📂 Diseases
Leber congenital amaurosis 6 — Definition
Leber konjenital amaurosis tip 6 / Leber congenital amaurosis 6
Leber congenital amaurosis type 6 is a rare hereditary eye disease, characterized by a retinal degeneration similar to retinitis pigmentosa. Usually manifests itself with severe loss of vision or blindness in the first months of birth or life. The disease is caused by mutations in the RPGRIP1 gene and leads to agitating loss of photoreseptor cells. During the early period, nistagmus (non-lingual eye movements) and pupils are the findings that the response weakness is often seen.
Frequently Asked Questions
❓ What is Leber konjenital amaurosis tip 6?

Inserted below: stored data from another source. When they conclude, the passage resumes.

//! Display utilities for the timer board CLI.
//!
//! This module provides formatted output for:
//! - Engine events while a slot runs
//! - Slot configuration summaries
//! - The sound library listing
//! - Board settings
//! - Error messages
//!
//! Every `show_*` method prints the text built by the matching `*_lines`
//! function, so the wording can be tested without capturing stdout.

use crate::engine::{FireSource, TimerEvent};
use crate::sound::SoundLibraryEntry;
use crate::types::{
    format_mmss, mode_letter, BoardSettings, CueSlot, InsertVoice, SlotId, TimerCardConfig,
};

// ============================================================================
// Display
// ============================================================================

/// Display utilities for CLI output.
pub struct Display;

impl Display {
    /// Shows one engine event.
    ///
    /// Ticks overwrite the current line; everything else gets its own line.
    pub fn show_event(event: &TimerEvent, config: &TimerCardConfig) {
        let line = Self::event_line(event, config);
        if matches!(event, TimerEvent::Tick { .. }) {
            print!("\r{line}   ");
            use std::io::Write as _;
            let _ = std::io::stdout().flush();
        } else {
            println!("\r{line}");
        }
    }

    /// Formats one engine event.
    #[must_use]
    pub fn event_line(event: &TimerEvent, config: &TimerCardConfig) -> String {
        match event {
            TimerEvent::Started { mode, remaining } => format!(
                "* {}を開始しました ({}) 残り {}",
                Self::mode_name(config, *mode),
                mode_letter(*mode),
                format_mmss(*remaining)
            ),
            TimerEvent::Tick { remaining } => format!("  残り {}", format_mmss(*remaining)),
            TimerEvent::Notified {
                source,
                slot,
                threshold,
                sound,
            } => {
                let origin = match source {
                    FireSource::Notify(row) => format!("通知{}", row + 1),
                    FireSource::Button(row) => format!("ボタン{}", row + 1),
                };
                let cue = match slot {
                    CueSlot::First => 1,
                    CueSlot::Second => 2,
                };
                format!(
                    "! {origin}-{cue} 残り {} ({})",
                    format_mmss(*threshold),
                    sound.label()
                )
            }
            TimerEvent::Finished { mode } => {
                format!("[] {}が終了しました", Self::mode_name(config, *mode))
            }
            TimerEvent::Reset {
                mode,
                remaining,
                automatic,
            } => {
                let how = if *automatic { "自動" } else { "" };
                format!(
                    "< {how}リセットしました ({} {})",
                    mode_letter(*mode),
                    format_mmss(*remaining)
                )
            }
            TimerEvent::ModeChanged { mode, remaining } => format!(
                "> モード{}に切り替えました ({})",
                mode_letter(*mode),
                format_mmss(*remaining)
            ),
        }
    }

    /// Shows a slot configuration summary.
    pub fn show_config(slot: &SlotId, config: &TimerCardConfig, board: &BoardSettings) {
        for line in Self::config_lines(slot, config, board) {
            println!("{line}");
        }
    }

    /// Formats a slot configuration summary.
    #[must_use]
    pub fn config_lines(
        slot: &SlotId,
        config: &TimerCardConfig,
        board: &BoardSettings,
    ) -> Vec<String> {
        let mut lines = vec![
            format!("スロット {slot}"),
            "─────────────────────────────".to_string(),
        ];

        for (i, mode) in config.modes.iter().enumerate() {
            let hidden = if mode.hidden { " (非表示)" } else { "" };
            lines.push(format!(
                "モード{}: {} {}{}",
                mode_letter(i),
                mode.display_name(i),
                format_mmss(mode.duration_seconds()),
                hidden
            ));
            lines.push(format!(
                "  開始音: {} / 終了音: {} ({}秒)",
                mode.start_sound.label(),
                mode.end_sound.label(),
                mode.end_loop_seconds
            ));
            match &mode.end_insert {
                InsertVoice::None => {}
                InsertVoice::Silent => lines.push(format!(
                    "  割り込み: 無音 ({}秒)",
                    mode.end_insert_mute_seconds
                )),
                InsertVoice::Voice(id) => lines.push(format!(
                    "  割り込み: {} ({}秒)",
                    id.label(),
                    mode.end_insert_mute_seconds
                )),
            }
            for (r, row) in mode.notify_rows.iter().enumerate() {
                let color = row.color.map_or("変更なし", |c| c.label());
                lines.push(format!(
                    "  通知{}: {} {} / {} {} [{}]",
                    r + 1,
                    format_mmss(row.first.threshold_seconds()),
                    row.first.sound.label(),
                    format_mmss(row.second.threshold_seconds()),
                    row.second.sound.label(),
                    color
                ));
            }
            for (r, row) in mode.button_rows().iter().enumerate() {
                lines.push(format!(
                    "  ボタン{} 「{}」: {} {} / {} {}",
                    r + 1,
                    row.label,
                    format_mmss(row.first.threshold_seconds()),
                    row.first.sound.label(),
                    format_mmss(row.second.threshold_seconds()),
                    row.second.sound.label()
                ));
            }
        }

        lines.push(format!("戻りモード: {}", config.return_mode));
        let numeric = if config.numeric_entry.enabled {
            if config.numeric_entry.keep_last {
                "有効 (前回値を保持)"
            } else {
                "有効"
            }
        } else {
            "無効"
        };
        lines.push(format!("テンキー入力: {numeric}"));
        lines.push(format!(
            "自動リセット: {}秒",
            config.auto_reset_seconds(board)
        ));
        lines
    }

    /// Shows the sound library.
    pub fn show_library(entries: &[SoundLibraryEntry]) {
        for line in Self::library_lines(entries) {
            println!("{line}");
        }
    }

    /// Formats the sound library listing.
    #[must_use]
    pub fn library_lines(entries: &[SoundLibraryEntry]) -> Vec<String> {
        if entries.is_empty() {
            return vec!["登録された音声はありません".to_string()];
        }
        entries
            .iter()
            .map(|e| {
                let volume = (e.volume_factor() * 100.0).round() as u32;
                let broken = if e.broken { " (再登録が必要)" } else { "" };
                format!("{}  {}  音量{}%{}", e.id, e.name, volume, broken)
            })
            .collect()
    }

    /// Shows board settings, slots and pages.
    pub fn show_board(settings: &BoardSettings, slots: &[SlotId], pages: &[String], locked: bool) {
        println!("タイマーボード");
        println!("─────────────────────────────");
        println!("自動リセット: {}秒", settings.auto_reset_seconds);
        let slots: Vec<&str> = slots.iter().map(SlotId::as_str).collect();
        if slots.is_empty() {
            println!("スロット: 0");
        } else {
            println!("スロット: {}", slots.join(", "));
        }
        if !pages.is_empty() {
            println!("ページ: {}", pages.join(", "));
        }
        if locked {
            println!("ページはロックされています");
        }
    }

    /// Shows a success message.
    pub fn show_success(message: &str) {
        println!("* {}", message);
    }

    /// Shows a warning that does not stop the command.
    pub fn show_warning(message: &str) {
        eprintln!("警告: {}", message);
    }

    /// Shows an error message.
    pub fn show_error(message: &str) {
        eprintln!("エラー: {}", message);
    }

    fn mode_name(config: &TimerCardConfig, mode: usize) -> String {
        config
            .mode(mode)
            .map_or_else(|| mode_letter(mode).to_string(), |m| m.display_name(mode))
    }
}

// ============================================================================
// Tests
// ============================================================================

Leber konjenital amaurosis tip 6; leber congenital amaurosis type 6 is a rare hereditary eye disease, characterized by a retinal degeneration similar to retinitis pigmentosa. Usually manifests itself with severe loss of vision or blindness in the first months of birth or life. The disease is caused by mutations in the RPGRIP1 gene and leads to agitating loss of photoreseptor cells. During the early period, nistagmus (non-lingual eye movements) and pupils are the findings that the response weakness is often seen.
❓ What is Leber congenital amaurosis 6 in Turkish?
The Turkish equivalent of "Leber congenital amaurosis 6" is Leber konjenital amaurosis tip 6.
❓ Which medical field is Leber konjenital amaurosis tip 6 related to?
This term belongs to the Diseases category.